2012: Rishi Purohit is a clandestine spy, working for a spy organization named Unit X headed by his superior Colonel Vijay Saxena. Rishi and his team attempt to extract intelligence from the Chinese Embassy in Bangkok. While escaping, Yakub-a teammate- shoots down an innocent civilian, which enrages Rishi. Rishi returns to Mumbai, where he talks to Vijay about retiring from the world of espionage. Vijay asks him to perform one last job for him, and this involves spying on a minister whom Colonel Vijay Saxena has between claims to be corrupt and ruthless and fraud man , and he wants to copy data from his cellphone into a hard drive which is wanted by Vijay. 

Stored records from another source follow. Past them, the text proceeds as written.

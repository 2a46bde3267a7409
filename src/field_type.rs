use serde_json::{Map, Value};
use std::collections::{BTreeMap, BTreeSet};
use std::fmt::Debug;
use std::sync::Arc;
use tracing::debug;

use crate::context::QueryContext;
use crate::errors::{FieldError, Result};
use crate::fielddata::FieldDataBuilder;
use crate::query::{Query, ScriptExistsQuery, ScriptTermQuery, ScriptTermsQuery};
use crate::script::{LeafFactory, ScriptDefinition, StringScriptFactory};
use crate::value::FieldValue;

/// Mapping type name shared by all script-backed runtime fields.
pub const CONTENT_TYPE: &str = "runtime_script";

/// The `runtime_type` this field type handles.
pub const RUNTIME_TYPE: &str = "keyword";

/// What the query layer needs from any kind of field.
pub trait FieldType: Send + Sync + Debug {
    fn name(&self) -> &str;

    fn type_name(&self) -> &'static str;

    fn meta(&self) -> &BTreeMap<String, String>;

    /// Human-readable form of a raw value; `Null` stays absent.
    fn value_for_display(&self, value: &FieldValue) -> Result<Option<String>>;

    fn exists_query(&self, ctx: &QueryContext) -> Result<Box<dyn Query>>;

    fn term_query(&self, value: &FieldValue, ctx: &QueryContext) -> Result<Box<dyn Query>>;

    fn terms_query(&self, values: &[FieldValue], ctx: &QueryContext) -> Result<Box<dyn Query>>;

    /// Write the type-specific attributes of the field's mapping.
    fn serialize_mapping_body(&self, sink: &mut Map<String, Value>);
}

/// A keyword field whose values come from a script at search time.
///
/// Immutable after construction, so one instance can serve concurrent searches.
#[derive(Debug, Clone)]
pub struct RuntimeKeywordFieldType {
    name: String,
    script: ScriptDefinition,
    factory: Arc<dyn StringScriptFactory>,
    meta: BTreeMap<String, String>,
}

impl RuntimeKeywordFieldType {
    pub fn new(
        name: impl Into<String>,
        script: ScriptDefinition,
        factory: Arc<dyn StringScriptFactory>,
        meta: BTreeMap<String, String>,
    ) -> Result<Self> {
        let name = name.into();
        if name.is_empty() {
            return Err(FieldError::Mapping("field name must not be empty".into()));
        }
        Ok(Self { name, script, factory, meta })
    }

    pub fn script(&self) -> &ScriptDefinition {
        &self.script
    }

    /// Field data is bound lazily; nothing runs until the builder is built.
    pub fn fielddata_builder(&self, index: &str) -> FieldDataBuilder {
        FieldDataBuilder::new(
            self.name.clone(),
            index,
            Arc::clone(&self.factory),
            self.script.params().clone(),
        )
    }

    fn leaf_factory(&self, ctx: &QueryContext) -> Result<Arc<dyn LeafFactory>> {
        debug!(field = %self.name, index = ctx.index(), "binding script for query");
        self.factory.new_factory(self.script.params(), ctx)
    }
}

impl FieldType for RuntimeKeywordFieldType {
    fn name(&self) -> &str {
        &self.name
    }

    fn type_name(&self) -> &'static str {
        CONTENT_TYPE
    }

    fn meta(&self) -> &BTreeMap<String, String> {
        &self.meta
    }

    fn value_for_display(&self, value: &FieldValue) -> Result<Option<String>> {
        match value {
            FieldValue::Null => Ok(None),
            // keywords are carried as utf8 bytes
            FieldValue::Bytes(b) => Ok(Some(String::from_utf8_lossy(b).into_owned())),
            other => Err(FieldError::InvalidValue(format!(
                "expected binary keyword value for [{}], got {other:?}",
                self.name
            ))),
        }
    }

    fn exists_query(&self, ctx: &QueryContext) -> Result<Box<dyn Query>> {
        let cache = ctx.options().cache_matches;
        Ok(Box::new(ScriptExistsQuery::new(self.script.clone(), self.leaf_factory(ctx)?, self.name.clone(), cache)))
    }

    fn term_query(&self, value: &FieldValue, ctx: &QueryContext) -> Result<Box<dyn Query>> {
        let term = value.to_term_string()?;
        let cache = ctx.options().cache_matches;
        Ok(Box::new(ScriptTermQuery::new(self.script.clone(), self.leaf_factory(ctx)?, self.name.clone(), term, cache)))
    }

    fn terms_query(&self, values: &[FieldValue], ctx: &QueryContext) -> Result<Box<dyn Query>> {
        let terms = values
            .iter()
            .map(FieldValue::to_term_string)
            .collect::<Result<BTreeSet<_>>>()?;
        let cache = ctx.options().cache_matches;
        Ok(Box::new(ScriptTermsQuery::new(self.script.clone(), self.leaf_factory(ctx)?, self.name.clone(), terms, cache)))
    }

    // TODO: emit the full script object once params need to survive a round trip.
    fn serialize_mapping_body(&self, sink: &mut Map<String, Value>) {
        sink.insert("runtime_type".into(), Value::from(RUNTIME_TYPE));
        sink.insert("script".into(), Value::from(self.script.id_or_code()));
    }
}
//! Script definitions and the contract between the field type and whatever
//! engine compiles and runs scripts.
//!
//! Evaluation happens in two stages. A [`StringScriptFactory`] is bound to a
//! [`QueryContext`] at planning time and yields a [`LeafFactory`]; the leaf
//! factory is then bound to each [`Segment`] at execution time and yields a
//! [`LeafEvaluator`] that maps document ordinals to values.

pub mod cache;
pub mod expression;
mod parser;

use serde::Deserialize;
use serde_json::Value;
use std::collections::BTreeMap;
use std::fmt::Debug;
use std::sync::Arc;

use crate::context::{DocId, QueryContext, Segment};
use crate::errors::Result;

pub use cache::ScriptCache;
pub use expression::ExpressionCompiler;

/// Where the script body lives.
#[derive(Debug, Clone, PartialEq, Eq, Hash)]
pub enum ScriptSource {
    Inline(String),
    Stored(String),
}

/// Immutable script reference from a mapping entry: source or stored id, plus params.
#[derive(Debug, Clone, PartialEq, Deserialize)]
#[serde(try_from = "RawScript")]
pub struct ScriptDefinition {
    source: ScriptSource,
    params: BTreeMap<String, Value>,
}

impl ScriptDefinition {
    pub fn inline(source: impl Into<String>) -> Self {
        Self { source: ScriptSource::Inline(source.into()), params: BTreeMap::new() }
    }

    pub fn stored(id: impl Into<String>) -> Self {
        Self { source: ScriptSource::Stored(id.into()), params: BTreeMap::new() }
    }

    pub fn with_param(mut self, name: impl Into<String>, value: Value) -> Self {
        self.params.insert(name.into(), value);
        self
    }

    pub fn source(&self) -> &ScriptSource {
        &self.source
    }

    /// The stored id, or the inline code.
    pub fn id_or_code(&self) -> &str {
        match &self.source {
            ScriptSource::Inline(code) => code,
            ScriptSource::Stored(id) => id,
        }
    }

    pub fn params(&self) -> &BTreeMap<String, Value> {
        &self.params
    }
}

/// Accepted mapping shapes: `"code"`, `{"source": "code", "params": {..}}`
/// or `{"id": "name", "params": {..}}`.
#[derive(Deserialize)]
#[serde(untagged)]
enum RawScript {
    Inline(String),
    Object {
        #[serde(default)]
        source: Option<String>,
        #[serde(default)]
        id: Option<String>,
        #[serde(default)]
        params: BTreeMap<String, Value>,
    },
}

impl TryFrom<RawScript> for ScriptDefinition {
    type Error = String;

    fn try_from(raw: RawScript) -> std::result::Result<Self, Self::Error> {
        match raw {
            RawScript::Inline(code) => Ok(Self::inline(code)),
            RawScript::Object { source, id, params } => {
                let source = match (source, id) {
                    (Some(code), None) => ScriptSource::Inline(code),
                    (None, Some(id)) => ScriptSource::Stored(id),
                    (Some(_), Some(_)) => {
                        return Err("script must not set both [source] and [id]".into())
                    }
                    (None, None) => return Err("script must set [source] or [id]".into()),
                };
                Ok(Self { source, params })
            }
        }
    }
}

/// Turns a script definition into a reusable factory. Runs once per mapping load.
pub trait ScriptCompiler: Send + Sync {
    fn compile(&self, script: &ScriptDefinition) -> Result<Arc<dyn StringScriptFactory>>;
}

/// A compiled script that produces string values.
pub trait StringScriptFactory: Send + Sync + Debug {
    /// Bind to one search request.
    fn new_factory(
        &self,
        params: &BTreeMap<String, Value>,
        ctx: &QueryContext,
    ) -> Result<Arc<dyn LeafFactory>>;
}

/// A script bound to one search request. Must not hold per-document state.
pub trait LeafFactory: Send + Sync + Debug {
    /// Bind to one segment. Fails with `ScriptBinding` if the segment cannot
    /// satisfy what the script reads.
    fn for_segment<'a>(&self, segment: &'a Segment) -> Result<Box<dyn LeafEvaluator + 'a>>;
}

/// A script bound to one segment.
pub trait LeafEvaluator: Send {
    /// Values for `doc`, possibly empty, possibly repeated. Calling twice with
    /// the same ordinal yields the same sequence.
    fn values_for(&mut self, doc: DocId) -> Result<Vec<String>>;
}
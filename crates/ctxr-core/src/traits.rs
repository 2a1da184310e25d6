//! Capability seams between the pipeline and its collaborators.
//!
//! Every external service (document fetch, embedding, generation, rerank)
//! and every retriever variant sits behind one of these traits so the
//! enricher, hybrid retriever and evaluation harness stay backend-agnostic.

use crate::error::Result;
use crate::types::{Chunk, ChunkId, EmbeddingRecord, RankedResult, RetrievalCandidate};

/// Resolves a source document id to its full plain text.
pub trait DocumentSource: Send + Sync {
    fn fetch(&self, id: &str) -> Result<String>;
}

/// Text-generation capability (enrichment contexts, gold questions).
pub trait Generator: Send + Sync {
    fn complete(&self, prompt: &str, max_tokens: usize, temperature: f32) -> Result<String>;
}

/// Fixed-dimension text embedding. The same instance must embed both
/// chunks at index time and queries at retrieval time.
pub trait Embedder: Send + Sync {
    fn dim(&self) -> usize;
    fn embed_batch(&self, texts: &[String]) -> Result<Vec<Vec<f32>>>;
}

pub trait TextIndexer: Send + Sync {
    fn index(&self, chunks: &[Chunk]) -> Result<()>;
    fn search(&self, query: &str, k: usize) -> Result<Vec<RetrievalCandidate>>;
}

pub trait VectorIndexer: Send + Sync {
    /// `chunks` and `records` are paired 1:1 by position and chunk id.
    fn index(&self, chunks: &[Chunk], records: &[EmbeddingRecord]) -> Result<()>;
    fn search_vec(&self, query_vec: &[f32], k: usize) -> Result<Vec<RetrievalCandidate>>;
}

/// A sub-retriever feeding the hybrid fusion: query in, scored
/// candidates out.
pub trait CandidateRetriever: Send + Sync {
    fn retrieve_candidates(&self, query: &str, k: usize) -> Result<Vec<RetrievalCandidate>>;
}

/// One (chunk id, text) pair handed to a reranker.
#[derive(Debug, Clone)]
pub struct RerankInput {
    pub chunk_id: ChunkId,
    pub text: String,
    pub prior_score: f32,
}

/// Cross-encoder style second-pass scoring. Implementations must be
/// deterministic: equal scores keep candidate order.
pub trait Reranker: Send + Sync {
    fn rerank(
        &self,
        query: &str,
        candidates: &[RerankInput],
        top_n: usize,
    ) -> Result<Vec<RankedResult>>;
}

/// A complete retriever variant as seen by the evaluation harness.
pub trait Retriever: Send + Sync {
    fn name(&self) -> &str;
    fn retrieve(&self, query: &str, k: usize) -> Result<Vec<RankedResult>>;
}
//! ctxr-vector
//!
//! LanceDB-backed vector store. The table is also the persisted pipeline
//! state: it round-trips chunk id, content, metadata and embedding, so a
//! restarted run can reload instead of re-embedding.

pub mod schema;
pub mod store;

pub use store::LanceVectorStore;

Rishi does save contents into the hard drive, but Colonel. Vijay, Saxena  having decided that Rishi is useless, instructs Yakub through a text message to kill him. Rishi senses the suspicion, and fights off Yakub and the other spies. Yakub manages to shoot Rishi, destroying the hard drive, but Rishi escapes and meets the real Gaurav Kapoor. Gaurav, who works in a cyber firm in Miami, has important data about the minister's connections. When Gaurav is murdered by Yakub on account of being a liability, Rishi decides to adopt Gaurav's identity to successfully escape from Yakub after his last mission.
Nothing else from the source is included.